Additionally, this study has found the following conclusions:

1) The main factor to increase the number of finite elements in a magnetic component simulation is the number of turns and the coil cross-section

2) By changing the properties of the copper, a polygonal cross-section inside the original circular cross-section can have the same resistance in DC current as the real coil. To model the behaviour of the inductance, this is a better approach when compared to a polygonal cross-section with the same area of the original circular cross-section

3) The hexagon cross-section inside the coil is the best option when compared to a diamond or square cross-section

4) For the purposes of this study, the values of inductance are very similar. To increase the accuracy of the model, it is necessary to increase the number of edges of the coil cross-section

5) A correlation between resistance and frequencies is found when frequencies are separated into very Low, Medium and High ranges

6) A method has been developed to obtain the parameters of resistance of inductance for transformers (EE core and Toroidal core) in low/medium and high frequency.

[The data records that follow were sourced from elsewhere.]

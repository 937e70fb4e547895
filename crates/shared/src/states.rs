use serde::{Deserialize, Serialize};
use std::fmt;
use std::str::FromStr;

/// States of a submitted task
#[derive(Debug, Clone, PartialEq, Serialize, Deserialize)]
pub enum TaskState {
    Created,
    Running,
    Success,
    Failure,
    Aborted,
}

impl TaskState {
    /// Validates a transition against the task state machine
    ///
    /// Valid transitions:
    /// - Created → Running, Failure, Aborted
    /// - Running → Success, Failure, Aborted
    /// - Success, Failure, Aborted → (terminal, no outgoing transitions)
    pub fn can_transition_to(&self, new_state: &TaskState) -> bool {
        match (self, new_state) {
            // Same state is not a transition
            (s, n) if s == n => false,

            (TaskState::Created, TaskState::Running) => true,
            (TaskState::Created, TaskState::Failure) => true,
            (TaskState::Created, TaskState::Aborted) => true,

            (TaskState::Running, TaskState::Success) => true,
            (TaskState::Running, TaskState::Failure) => true,
            (TaskState::Running, TaskState::Aborted) => true,

            // Everything else is invalid, including any transition out of a
            // terminal state and any transition back to Created.
            _ => false,
        }
    }

    /// Returns true if the state is terminal
    pub fn is_terminal(&self) -> bool {
        matches!(
            self,
            TaskState::Success | TaskState::Failure | TaskState::Aborted
        )
    }

    /// Returns true if the task is still in progress
    pub fn is_in_progress(&self) -> bool {
        matches!(self, TaskState::Created | TaskState::Running)
    }
}

impl fmt::Display for TaskState {
    fn fmt(&self, f: &mut fmt::Formatter<'_>) -> fmt::Result {
        match self {
            TaskState::Created => write!(f, "Created"),
            TaskState::Running => write!(f, "Running"),
            TaskState::Success => write!(f, "Success"),
            TaskState::Failure => write!(f, "Failure"),
            TaskState::Aborted => write!(f, "Aborted"),
        }
    }
}

impl FromStr for TaskState {
    type Err = String;

    fn from_str(s: &str) -> Result<Self, Self::Err> {
        match s {
            "Created" => Ok(TaskState::Created),
            "Running" => Ok(TaskState::Running),
            "Success" => Ok(TaskState::Success),
            "Failure" => Ok(TaskState::Failure),
            "Aborted" => Ok(TaskState::Aborted),
            _ => Err(format!("Invalid TaskState: {}", s)),
        }
    }
}

impl TryFrom<i32> for TaskState {
    type Error = String;

    fn try_from(value: i32) -> Result<Self, Self::Error> {
        match value {
            0 => Ok(TaskState::Created),
            1 => Ok(TaskState::Running),
            2 => Ok(TaskState::Success),
            3 => Ok(TaskState::Failure),
            4 => Ok(TaskState::Aborted),
            _ => Err(format!("Invalid TaskState value: {}", value)),
        }
    }
}

impl From<&TaskState> for i32 {
    fn from(state: &TaskState) -> Self {
        match state {
            TaskState::Created => 0,
            TaskState::Running => 1,
            TaskState::Success => 2,
            TaskState::Failure => 3,
            TaskState::Aborted => 4,
        }
    }
}

#[cfg(test)]
mod tests {
    use super::*;

    #[test]
    fn test_task_state_from_str() {
        assert_eq!("Created".parse::<TaskState>().unwrap(), TaskState::Created);
        assert_eq!("Running".parse::<TaskState>().unwrap(), TaskState::Running);
        assert_eq!("Success".parse::<TaskState>().unwrap(), TaskState::Success);
        assert_eq!("Failure".parse::<TaskState>().unwrap(), TaskState::Failure);
        assert_eq!("Aborted".parse::<TaskState>().unwrap(), TaskState::Aborted);

        assert!("INVALID".parse::<TaskState>().is_err());
    }

    #[test]
    fn test_task_state_try_from_i32() {
        assert_eq!(TaskState::try_from(0).unwrap(), TaskState::Created);
        assert_eq!(TaskState::try_from(1).unwrap(), TaskState::Running);
        assert_eq!(TaskState::try_from(2).unwrap(), TaskState::Success);
        assert_eq!(TaskState::try_from(3).unwrap(), TaskState::Failure);
        assert_eq!(TaskState::try_from(4).unwrap(), TaskState::Aborted);

        assert!(TaskState::try_from(99).is_err());
    }

    #[test]
    fn test_task_state_into_i32() {
        assert_eq!(i32::from(&TaskState::Created), 0);
        assert_eq!(i32::from(&TaskState::Running), 1);
        assert_eq!(i32::from(&TaskState::Success), 2);
        assert_eq!(i32::from(&TaskState::Failure), 3);
        assert_eq!(i32::from(&TaskState::Aborted), 4);
    }

    #[test]
    fn test_valid_transitions() {
        assert!(TaskState::Created.can_transition_to(&TaskState::Running));
        assert!(TaskState::Created.can_transition_to(&TaskState::Failure));
        assert!(TaskState::Created.can_transition_to(&TaskState::Aborted));
        assert!(TaskState::Running.can_transition_to(&TaskState::Success));
        assert!(TaskState::Running.can_transition_to(&TaskState::Failure));
        assert!(TaskState::Running.can_transition_to(&TaskState::Aborted));
    }

    #[test]
    fn test_terminal_states_are_immutable() {
        for terminal in [TaskState::Success, TaskState::Failure, TaskState::Aborted] {
            assert!(terminal.is_terminal());
            for target in [
                TaskState::Created,
                TaskState::Running,
                TaskState::Success,
                TaskState::Failure,
                TaskState::Aborted,
            ] {
                assert!(!terminal.can_transition_to(&target));
            }
        }
    }

    #[test]
    fn test_no_transition_back_to_created() {
        assert!(!TaskState::Running.can_transition_to(&TaskState::Created));
        assert!(!TaskState::Created.can_transition_to(&TaskState::Created));
    }

    #[test]
    fn test_in_progress() {
        assert!(TaskState::Created.is_in_progress());
        assert!(TaskState::Running.is_in_progress());
        assert!(!TaskState::Success.is_in_progress());
        assert!(!TaskState::Aborted.is_in_progress());
    }
}
use corvus_domain::{
    AlertDefinition, AlertDefinitionRepository, AlertTemplate, AlertingConfig, AlertingConfigStore,
    Subtask, SubtaskContext, SubtaskOutcome, UniverseDirectory,
};
use std::collections::HashSet;
use std::sync::Arc;
use tracing::{debug, info};

/// Reconciles a universe's active alert definitions against the template
/// catalog and the customer's alerting configuration.
///
/// Desired set = templates eligible for new universes minus templates
/// suppressed by configuration. Definitions missing from the current set are
/// created; definitions present in both are left untouched. Re-running with
/// unchanged configuration creates no new rows.
pub struct CreateAlertDefinitions {
    universes: Arc<dyn UniverseDirectory>,
    alerting_configs: Arc<dyn AlertingConfigStore>,
    definitions: Arc<dyn AlertDefinitionRepository>,
}

impl CreateAlertDefinitions {
    pub fn new(
        universes: Arc<dyn UniverseDirectory>,
        alerting_configs: Arc<dyn AlertingConfigStore>,
        definitions: Arc<dyn AlertDefinitionRepository>,
    ) -> Self {
        Self {
            universes,
            alerting_configs,
            definitions,
        }
    }
}

#[async_trait::async_trait]
impl Subtask for CreateAlertDefinitions {
    fn name(&self) -> &str {
        "CreateAlertDefinitions"
    }

    async fn execute(&self, ctx: &SubtaskContext) -> SubtaskOutcome {
        let Some(universe_id) = &ctx.universe_id else {
            return SubtaskOutcome::Fatal("alert reconciliation requires a universe".to_string());
        };

        let topology = match self.universes.get(universe_id).await {
            Ok(Some(topology)) => topology,
            Ok(None) => {
                return SubtaskOutcome::Fatal(format!("universe {} not found", universe_id));
            }
            Err(e) => return SubtaskOutcome::Retryable(e.to_string()),
        };

        // A customer without stored alerting settings gets the defaults
        let config = match self.alerting_configs.for_customer(&ctx.customer_id).await {
            Ok(config) => config.unwrap_or_else(AlertingConfig::default),
            Err(e) => return SubtaskOutcome::Retryable(e.to_string()),
        };

        let desired: Vec<AlertTemplate> = AlertTemplate::all()
            .iter()
            .copied()
            .filter(|t| t.create_for_new_universe() && !config.suppresses(t))
            .collect();

        let current = match self.definitions.list_active(universe_id).await {
            Ok(current) => current,
            Err(e) => return SubtaskOutcome::Retryable(e.to_string()),
        };
        let current_names: HashSet<&str> = current.iter().map(|d| d.name.as_str()).collect();

        let mut created = 0usize;
        for template in &desired {
            if current_names.contains(template.name()) {
                debug!(template = template.name(), "definition already active");
                continue;
            }
            let definition = AlertDefinition::from_template(
                template,
                ctx.customer_id.clone(),
                universe_id.clone(),
                &topology.node_prefix,
            );
            if let Err(e) = self.definitions.insert(definition).await {
                return SubtaskOutcome::Retryable(e.to_string());
            }
            created += 1;
        }

        // Definitions that are active but no longer desired are left in place.
        // Extension point: deactivation-on-suppression would diff
        // `current_names` against `desired` here.

        info!(
            universe = %universe_id,
            created,
            desired = desired.len(),
            "alert definitions reconciled"
        );
        SubtaskOutcome::Success
    }
}
//! Configuration module for the Corvus DB Platform
//!
//! Centralized configuration loading and Data Transfer Objects for the
//! control-plane engine.
//!
//! # Architecture
//!
//! 1. **Single Source of Truth**: configuration is loaded once at startup
//! 2. **Fail Fast**: errors are reported immediately, no silent fallbacks
//! 3. **DTO Pattern**: configuration is immutable and passed via dependency injection
//! 4. **Env File Priority**: `.env` file > environment variables > defaults
//!
//! # Environment Variables
//!
//! All variables are optional and fall back to the documented defaults:
//!
//! - `CORVUS_TASK_HISTORY_LIMIT`: tasks returned per customer listing (default: 6)
//! - `CORVUS_SUBTASK_MAX_RETRIES`: retry budget per subtask unit (default: 3)
//! - `CORVUS_RETRY_BASE_DELAY_MS`: base backoff delay in milliseconds (default: 1000)
//! - `RUST_LOG`: log level (default: "info")

pub mod dto;
pub mod error;
pub mod loader;

pub use dto::{LoggingConfig, PlatformConfig, TaskEngineConfig};
pub use error::{ConfigError, Result};
pub use loader::ConfigLoader;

This method is the most important original contribution in this publication.

## Future works

With these conclusions in modelling and time computing for transformers, we can performance similar studies for other kind of transformers, it means with different core shapes. Even, this study could be developed for other magnetic components like coils.

Another different task would be to understand the effect of the shape coil, distance among them, etc for the inductance of the component.